Your instructions: Look over the entries that follow and work out how many lines contain "anchors". State the number only.

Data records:
impl AttackEngine {
    pub fn new(boss: EntityId, attacks: &[AttackDefinition], modifiers: AttackModifiers) -> Self {
        Self {
            boss,
            instances: attacks.iter().cloned().map(AttackInstance::new).collect(),
            modifiers,
        }
    }

    pub fn boss(&self) -> EntityId {
        self.boss
    }

    pub fn instances(&self) -> &[AttackInstance] {
        &self.instances
    }

    pub fn modifiers(&self) -> AttackModifiers {
        self.modifiers
    }

    /// Whether any attack sequence is in progress
    pub fn is_busy(&self) -> bool {
        self.instances.iter().any(AttackInstance::is_executing)
    }

    /// Whether a charge currently drives the boss body
    pub fn is_charging(&self) -> bool {
        self.instances
            .iter()
            .any(|i| matches!(i.execution, Execution::Charge { .. }))
    }

    /// Pick among ready attacks whose range covers `distance`.
    ///
    /// `unit_draw` in `[0, 1)` is scaled by the total selection weight. Falls
    /// back to the first candidate in definition order.
    pub fn select_attack(&self, distance: f32, unit_draw: f32) -> Option<usize> {
        let candidates: Vec<usize> = self
            .instances
            .iter()
            .enumerate()
            .filter(|(_, inst)| inst.is_ready() && distance <= inst.definition.range)
            .map(|(index, _)| index)
            .collect();

        let weight = |i: &usize| self.instances[*i].definition.selection_weight;
        let draw = unit_draw * WeightedSelector::total_weight(&candidates, weight);
        WeightedSelector::pick_with_draw(&candidates, weight, draw).map(|choice| candidates[choice])
    }

    pub fn update<R: Rng>(&mut self, state: &mut GameState, rng: &mut R, dt: f32) -> Vec<SimEvent> {
        let mut events = Vec::new();

        for instance in &mut self.instances {
            instance.cooldown.tick(dt);
        }

        if boss_body(state, self.boss).is_none() {
            return events;
        }

        for index in 0..self.instances.len() {
            self.advance(index, state, dt, &mut events);
        }

        // One sequence at a time
        if self.is_busy() {
            return events;
        }

        let Some((origin, _)) = boss_body(state, self.boss) else {
            return events;
        };
        let Some(target) = state.nearest_alive_player(origin).map(|p| p.position) else {
            return events;
        };

        let unit_draw: f32 = rng.gen();
        if let Some(index) = self.select_attack(origin.distance_to(target), unit_draw) {
            self.execute(index, state, origin, target, &mut events);
        }
        events
    }

    /// Abandon every in-flight sequence with no pending side effect
    pub fn cancel_all(&mut self) -> Vec<SimEvent> {
        let mut events = Vec::new();
        for instance in &mut self.instances {
            if instance.is_executing() {
                instance.execution = Execution::Idle;
                events.push(SimEvent::AttackCancelled {
                    boss: self.boss,
                    attack: instance.definition.name.clone(),
                });
            }
        }
        events
    }

    fn execute(&mut self, index: usize, state: &mut GameState, origin: Vec2, target: Vec2, events: &mut Vec<SimEvent>) {
        let boss = self.boss;
        let modifiers = self.modifiers;
        let instance = &mut self.instances[index];
        let definition = &instance.definition;
        let damage = (definition.damage * modifiers.damage).round();

        // Cooldown is consumed even if the attack turns out to be a no-op
        instance.cooldown.trigger(definition.cooldown * modifiers.cooldown);
        debug!(boss, attack = %definition.name, kind = definition.kind.label(), "Boss attack");

        match definition.kind {
            AttackKind::Projectile {
                speed,
                count,
                spread_deg,
            } => {
                let Some((radius, lifetime)) = definition
                    .archetype
                    .and_then(|a| state.archetypes.projectile(a))
                    .map(|t| (t.radius, t.lifetime))
                else {
                    warn!(attack = %definition.name, "Projectile attack without a projectile archetype");
                    return;
                };

                let base = origin.direction_to(target).angle().to_degrees();
                let count = count.max(1);
                let (start, step) = if count > 1 {
                    (base - spread_deg / 2.0, spread_deg / (count - 1) as f32)
                } else {
                    (base, 0.0)
                };

                for i in 0..count {
                    let direction = Vec2::from_degrees(start + step * i as f32);
                    let position = origin + direction * boss_tuning::PROJECTILE_MUZZLE_OFFSET;
                    let velocity = direction * speed;
                    let projectile = state.add_projectile(ProjectileSpec {
                        owner: ProjectileOwner::Hostile(boss),
                        position,
                        velocity,
                        radius,
                        damage,
                        lifetime,
                        pierce: 0,
                    });
                    events.push(SimEvent::ProjectileFired {
                        projectile,
                        position,
                        velocity,
                        hostile: true,
                    });
                }
            }
            AttackKind::Charge { windup, .. } => {
                let direction = origin.direction_to(target);
                instance.execution = Execution::Charge {
                    stage: ChargeStage::Windup,
                    elapsed: 0.0,
                    direction,
                    hits: SmallVec::new(),
                };
                events.push(SimEvent::WindupStarted {
                    boss,
                    direction,
                    duration: windup,
                });
            }
            AttackKind::Slam { radius, delay } => {
                instance.execution = Execution::Slam {
                    elapsed: 0.0,
                    center: origin,
                };
                events.push(SimEvent::SlamWarning {
                    boss,
                    center: origin,
                    radius,
                    delay,
                });
            }
            AttackKind::Summon { count, radius } => {
                let Some(archetype) = definition.archetype else {
                    warn!(attack = %definition.name, "Summon attack without a minion archetype");
                    return;
                };

                let mut summoned = 0;
                for i in 0..count {
                    let angle = (360.0 / count as f32 * i as f32).to_radians();
                    let position = Vec2::on_circle(origin, radius, angle);
                    if let Some(entity) = state.spawn_enemy(archetype, position, None) {
                        if let Some(minion) = state.enemy_mut(entity) {
                            minion.body.summoned = true;
                        }
                        summoned += 1;
                        events.push(SimEvent::EnemySpawned {
                            entity,
                            archetype,
                            position,
                        });
                    }
                }
                events.push(SimEvent::Summoned { boss, count: summoned });
            }
        }
    }

    fn advance(&mut self, index: usize, state: &mut GameState, dt: f32, events: &mut Vec<SimEvent>) {
        let boss = self.boss;
        let modifiers = self.modifiers;
        let instance = &mut self.instances[index];
        let kind = instance.definition.kind;
        let damage = (instance.definition.damage * modifiers.damage).round();
        let mut finished = false;

        match (&mut instance.execution, kind) {
            (Execution::Idle, _) => return,
            (
                Execution::Charge {
                    stage,
                    elapsed,
                    direction,
                    hits,
                },
                AttackKind::Charge {
                    speed,
                    windup,
                    duration,
                },
            ) => {
                *elapsed += dt;
                match stage {
                    ChargeStage::Windup => {
                        if *elapsed >= windup {
                            *stage = ChargeStage::Dash;
                            *elapsed = 0.0;
                            events.push(SimEvent::ChargeStarted {
                                boss,
                                direction: *direction,
                            });
                        }
                    }
                    ChargeStage::Dash => {
                        let Some(body) = state.enemies.get_mut(&boss) else {
                            return;
                        };
                        body.body.position += *direction * (speed * modifiers.speed * dt);
                        let (position, radius) = (body.body.position, body.body.radius);

                        for target in state.grid.find_all(position, radius, &is_player) {
                            if !hits.contains(&target) {
                                hits.push(target);
                                DamageRouter::apply(state, target, damage);
                            }
                        }

                        if *elapsed >= duration {
                            events.push(SimEvent::ChargeEnded { boss });
                            finished = true;
                        }
                    }
                }
            }
            (Execution::Slam { elapsed, center }, AttackKind::Slam { radius, delay }) => {
                *elapsed += dt;
                if *elapsed >= delay {
                    // Single pass: each target at most once per impact
                    let struck = state.grid.find_all(*center, radius, &is_player);
                    let hits = struck
                        .into_iter()
                        .filter(|target| DamageRouter::apply(state, *target, damage).is_some())
                        .count() as u32;
                    events.push(SimEvent::SlamImpact {
                        boss,
                        center: *center,
                        radius,
                        hits,
                    });
                    finished = true;
                }
            }
            _ => {
                warn!(attack = %instance.definition.name, "Sequence does not match attack kind");
                finished = true;
            }
        }

        if finished {
            instance.execution = Execution::Idle;
        }
    }
}
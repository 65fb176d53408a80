//! Cooldown timers
//!
//! `Cooldown` is the single timer carried by every attack and weapon instance.
//! `CooldownScheduler` is a keyed timer bank used where cooldowns are tracked
//! per target (contact damage, orbitals).

use hashbrown::HashMap;
use std::hash::Hash;

/// A countdown timer. Ready once the remaining time reaches zero.
#[derive(Debug, Clone, Copy, Default, PartialEq)]
pub struct Cooldown {
    remaining: f32,
}

impl Cooldown {
    /// A cooldown that is ready immediately
    pub fn ready() -> Self {
        Self { remaining: 0.0 }
    }

    /// A cooldown that becomes ready after `seconds`
    pub fn after(seconds: f32) -> Self {
        Self {
            remaining: seconds.max(0.0),
        }
    }

    /// Advance the timer by `dt` seconds
    #[inline]
    pub fn tick(&mut self, dt: f32) {
        if self.remaining > 0.0 {
            self.remaining -= dt;
        }
    }

    #[inline]
    pub fn is_ready(&self) -> bool {
        self.remaining <= 0.0
    }

    /// Restart the timer with `seconds` remaining
    #[inline]
    pub fn trigger(&mut self, seconds: f32) {
        self.remaining = seconds.max(0.0);
    }

    pub fn remaining(&self) -> f32 {
        self.remaining.max(0.0)
    }
}

/// Timer bank keyed by actor or target id.
///
/// Keys with no running timer are ready. Expired timers are dropped on `advance`.
#[derive(Debug, Clone)]
pub struct CooldownScheduler<K: Eq + Hash + Copy> {
    timers: HashMap<K, f32>,
}

impl<K: Eq + Hash + Copy> CooldownScheduler<K> {
    pub fn new() -> Self {
        Self {
            timers: HashMap::new(),
        }
    }

    /// Advance every timer by `dt` and forget the ones that expired
    pub fn advance(&mut self, dt: f32) {
        self.timers.retain(|_, remaining| {
            *remaining -= dt;
            *remaining > 0.0
        });
    }

    pub fn is_ready(&self, key: K) -> bool {
        self.timers.get(&key).map_or(true, |remaining| *remaining <= 0.0)
    }

    /// Start (or restart) the timer for `key`
    pub fn start(&mut self, key: K, seconds: f32) {
        if seconds > 0.0 {
            self.timers.insert(key, seconds);
        } else {
            self.timers.remove(&key);
        }
    }

    /// If `key` is ready, start its timer and return true
    pub fn try_consume(&mut self, key: K, seconds: f32) -> bool {
        if !self.is_ready(key) {
            return false;
        }
        self.start(key, seconds);
        true
    }

    /// Number of keys currently cooling down
    pub fn pending(&self) -> usize {
        self.timers.len()
    }

    pub fn clear(&mut self) {
        self.timers.clear();
    }
}

impl<K: Eq + Hash + Copy> Default for CooldownScheduler<K> {
    fn default() -> Self {
        Self::new()
    }
}
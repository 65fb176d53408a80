//! Projectile motion and hit resolution
//!
//! Player projectiles damage enemies, and other players while PvP is active.
//! Hostile projectiles damage players only. A projectile never hits the same
//! target twice and stops after `1 + pierce` hits.

use crate::game::health::DamageRouter;
use crate::game::spatial::{EntityRef, SpatialEntity, SpatialQuery};
use crate::game::state::{GameState, ProjectileOwner};

/// Move, collide and expire every projectile
pub fn update(state: &mut GameState, dt: f32) {
    for projectile in &mut state.projectiles {
        projectile.position += projectile.velocity * dt;
        projectile.lifetime -= dt;
    }

    resolve_hits(state);

    state.projectiles.retain(|p| !p.is_expired());
}

fn resolve_hits(state: &mut GameState) {
    let pvp_active = state.pvp_active;

    for index in 0..state.projectiles.len() {
        let projectile = &state.projectiles[index];
        if projectile.is_expired() {
            continue;
        }

        let owner = projectile.owner;
        let candidates = state.grid.find_all(projectile.position, projectile.radius, &|e: &SpatialEntity| {
            can_hit(owner, e.id, pvp_active)
        });

        for target in candidates {
            let projectile = &state.projectiles[index];
            if projectile.is_expired() {
                break;
            }
            if projectile.hits.contains(&target) || !state.is_targetable(target) {
                continue;
            }

            let damage = projectile.damage;
            DamageRouter::apply(state, target, damage);

            let projectile = &mut state.projectiles[index];
            projectile.hits.push(target);
            if projectile.pierce_remaining == 0 {
                projectile.lifetime = 0.0;
            } else {
                projectile.pierce_remaining -= 1;
            }
        }
    }
}

fn can_hit(owner: ProjectileOwner, target: EntityRef, pvp_active: bool) -> bool {
    match (owner, target) {
        (ProjectileOwner::Hostile(_), EntityRef::Player(_)) => true,
        (ProjectileOwner::Hostile(_), EntityRef::Enemy(_)) => false,
        (ProjectileOwner::Player(_), EntityRef::Enemy(_)) => true,
        (ProjectileOwner::Player(shooter), EntityRef::Player(id)) => pvp_active && id != shooter,
    }
}
use std::sync::Arc;

use anyhow::Context;
use tokio::sync::{broadcast, RwLock};
use tracing::{error, info};
use tracing_subscriber::EnvFilter;

use horde_server::config::{GameDefinitions, ServerConfig};
use horde_server::game::session::GameSession;
use horde_server::metrics::{self, Metrics};
use horde_server::net::game_session::start_game_loop;

/// Buffered outbound messages per observer before it starts lagging
const OUTBOUND_CAPACITY: usize = 256;

#[tokio::main]
async fn main() -> anyhow::Result<()> {
    // Load .env file if present
    dotenvy::dotenv().ok();

    tracing_subscriber::fmt()
        .with_env_filter(EnvFilter::try_from_default_env().unwrap_or_else(|_| EnvFilter::new("info")))
        .with_target(false)
        .init();

    info!("Horde Server v{}", env!("CARGO_PKG_VERSION"));

    let config = ServerConfig::load_or_default();
    config.validate().context("invalid server configuration")?;
    info!(
        "Configuration loaded: {} Hz tick, {} Hz snapshots, seed {:?}",
        config.tick_rate, config.snapshot_rate, config.rng_seed
    );

    let definitions = GameDefinitions::load_or_builtin(config.definitions_path.as_deref())
        .context("failed to load game definitions")?;
    match &config.definitions_path {
        Some(path) => info!("Definitions loaded from {}", path.display()),
        None => info!("Using builtin definitions"),
    }

    let metrics = Arc::new(Metrics::new());
    let metrics_clone = metrics.clone();
    let metrics_port = config.metrics_port;
    tokio::spawn(async move {
        if let Err(e) = metrics::start_metrics_server(metrics_clone, metrics_port).await {
            error!("Metrics server error: {}", e);
        }
    });

    let session = Arc::new(RwLock::new(GameSession::new(Arc::new(definitions), &config)));
    let (outbound, _) = broadcast::channel(OUTBOUND_CAPACITY);
    let game_loop = start_game_loop(session.clone(), config.clone(), metrics.clone(), outbound);

    tokio::select! {
        result = game_loop => {
            if let Err(e) = result {
                error!("Game loop stopped: {}", e);
            }
        }
        result = tokio::signal::ctrl_c() => {
            result.context("failed to listen for Ctrl+C")?;
            info!("Shutdown signal received");
        }
    }

    let stats = session.read().await.stats();
    info!(
        "Server stopped after {} ticks ({} intents rejected)",
        stats.tick, stats.rejected_intents
    );

    Ok(())
}
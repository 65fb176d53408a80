//! Swarm enemy behavior
//!
//! Re-targeting, movement, contact damage, ranged fire and the periodic
//! out-of-range despawn sweep. Bosses only take part in contact damage; their
//! movement belongs to the boss controller.

use tracing::debug;

use crate::game::constants::enemy as enemy_tuning;
use crate::game::definitions::ProjectileTemplate;
use crate::game::events::{DespawnReason, SimEvent};
use crate::game::health::DamageRouter;
use crate::game::spatial::EntityRef;
use crate::game::state::{EnemyRole, EntityId, GameState, PlayerId, ProjectileOwner, ProjectileSpec};
use crate::util::vec2::Vec2;

/// Alive player as seen by enemies this tick
#[derive(Debug, Clone, Copy)]
struct Quarry {
    id: PlayerId,
    position: Vec2,
    radius: f32,
}

pub struct EnemySystem {
    despawn_timer: f32,
}

impl EnemySystem {
    pub fn new() -> Self {
        Self {
            despawn_timer: enemy_tuning::DESPAWN_CHECK_INTERVAL,
        }
    }

    pub fn update(&mut self, state: &mut GameState, dt: f32) -> Vec<SimEvent> {
        let quarry: Vec<Quarry> = state
            .alive_players()
            .map(|p| Quarry {
                id: p.id,
                position: p.position,
                radius: p.radius,
            })
            .collect();

        let mut contacts: Vec<(PlayerId, f32)> = Vec::new();
        let mut shots: Vec<ProjectileSpec> = Vec::new();
        let shot_template = ProjectileTemplate::default();

        for (&id, instance) in state.enemies.iter_mut() {
            let enemy = &mut instance.body;
            if !instance.active || enemy.health.is_dead() {
                continue;
            }
            enemy.contact_cooldowns.advance(dt);

            if enemy.role == EnemyRole::Swarm {
                enemy.retarget_timer -= dt;
                let target_alive = enemy.target.map_or(false, |t| quarry.iter().any(|q| q.id == t));
                if enemy.retarget_timer <= 0.0 || !target_alive {
                    enemy.target = nearest(&quarry, enemy.position);
                    enemy.retarget_timer = enemy_tuning::TRACKING_REFRESH;
                }

                if let Some(target) = enemy.target.and_then(|t| quarry.iter().find(|q| q.id == t)) {
                    let distance = enemy.position.distance_to(target.position);
                    let direction = enemy.position.direction_to(target.position);

                    let mut holding = false;
                    if let Some(ranged) = enemy.ranged.as_mut() {
                        ranged.cooldown.tick(dt);
                        let profile = &ranged.profile;
                        if distance >= profile.min_range && distance <= profile.range {
                            holding = true;
                            if ranged.cooldown.is_ready() {
                                ranged.cooldown.trigger(profile.fire_interval);
                                shots.push(ProjectileSpec {
                                    owner: ProjectileOwner::Hostile(id),
                                    position: enemy.position,
                                    velocity: direction * profile.projectile_speed,
                                    radius: shot_template.radius,
                                    damage: profile.damage,
                                    lifetime: shot_template.lifetime,
                                    pierce: 0,
                                });
                            }
                        }
                    }

                    if !holding {
                        enemy.position += direction * (enemy.speed * dt).min(distance);
                    }
                }
            }

            for q in &quarry {
                let touching = enemy.position.distance_to(q.position) <= enemy.radius + q.radius;
                if touching && enemy.contact_cooldowns.try_consume(q.id, enemy_tuning::DAMAGE_INTERVAL) {
                    contacts.push((q.id, enemy.damage));
                }
            }
        }

        let mut events = Vec::with_capacity(shots.len());
        for spec in shots {
            let projectile = state.add_projectile(spec);
            events.push(SimEvent::ProjectileFired {
                projectile,
                position: spec.position,
                velocity: spec.velocity,
                hostile: true,
            });
        }
        for (player, damage) in contacts {
            DamageRouter::apply(state, EntityRef::Player(player), damage);
        }
        events
    }

    /// Every `DESPAWN_CHECK_INTERVAL` seconds, release swarm enemies farther
    /// than `DESPAWN_DISTANCE` from every alive player.
    pub fn despawn_sweep(&mut self, state: &mut GameState, dt: f32) -> Vec<SimEvent> {
        self.despawn_timer -= dt;
        if self.despawn_timer > 0.0 {
            return Vec::new();
        }
        self.despawn_timer = enemy_tuning::DESPAWN_CHECK_INTERVAL;

        let anchors: Vec<Vec2> = state.alive_players().map(|p| p.position).collect();
        if anchors.is_empty() {
            return Vec::new();
        }

        let limit_sq = enemy_tuning::DESPAWN_DISTANCE * enemy_tuning::DESPAWN_DISTANCE;
        let stray: Vec<EntityId> = state
            .enemies
            .values()
            .filter(|e| e.body.role == EnemyRole::Swarm)
            .filter(|e| anchors.iter().all(|a| a.distance_sq_to(e.body.position) > limit_sq))
            .map(|e| e.handle)
            .collect();

        let mut events = Vec::with_capacity(stray.len());
        for entity in stray {
            if state.despawn_enemy(entity).is_some() {
                events.push(SimEvent::EnemyDespawned {
                    entity,
                    reason: DespawnReason::OutOfRange,
                });
            }
        }
        if !events.is_empty() {
            debug!(count = events.len(), "Released out-of-range enemies");
        }
        events
    }
}

impl Default for EnemySystem {
    fn default() -> Self {
        Self::new()
    }
}

fn nearest(quarry: &[Quarry], position: Vec2) -> Option<PlayerId> {
    let mut best: Option<(PlayerId, f32)> = None;
    for q in quarry {
        let dist_sq = q.position.distance_sq_to(position);
        match best {
            Some((_, best_sq)) if dist_sq >= best_sq => {}
            _ => best = Some((q.id, dist_sq)),
        }
    }
    best.map(|(id, _)| id)
}
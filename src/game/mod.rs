pub mod constants;
pub mod cooldown;
pub mod definitions;
pub mod events;
pub mod health;
pub mod input_buffer;
pub mod pool;
pub mod selection;
pub mod session;
pub mod spatial;
pub mod state;
pub mod systems;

Result: 3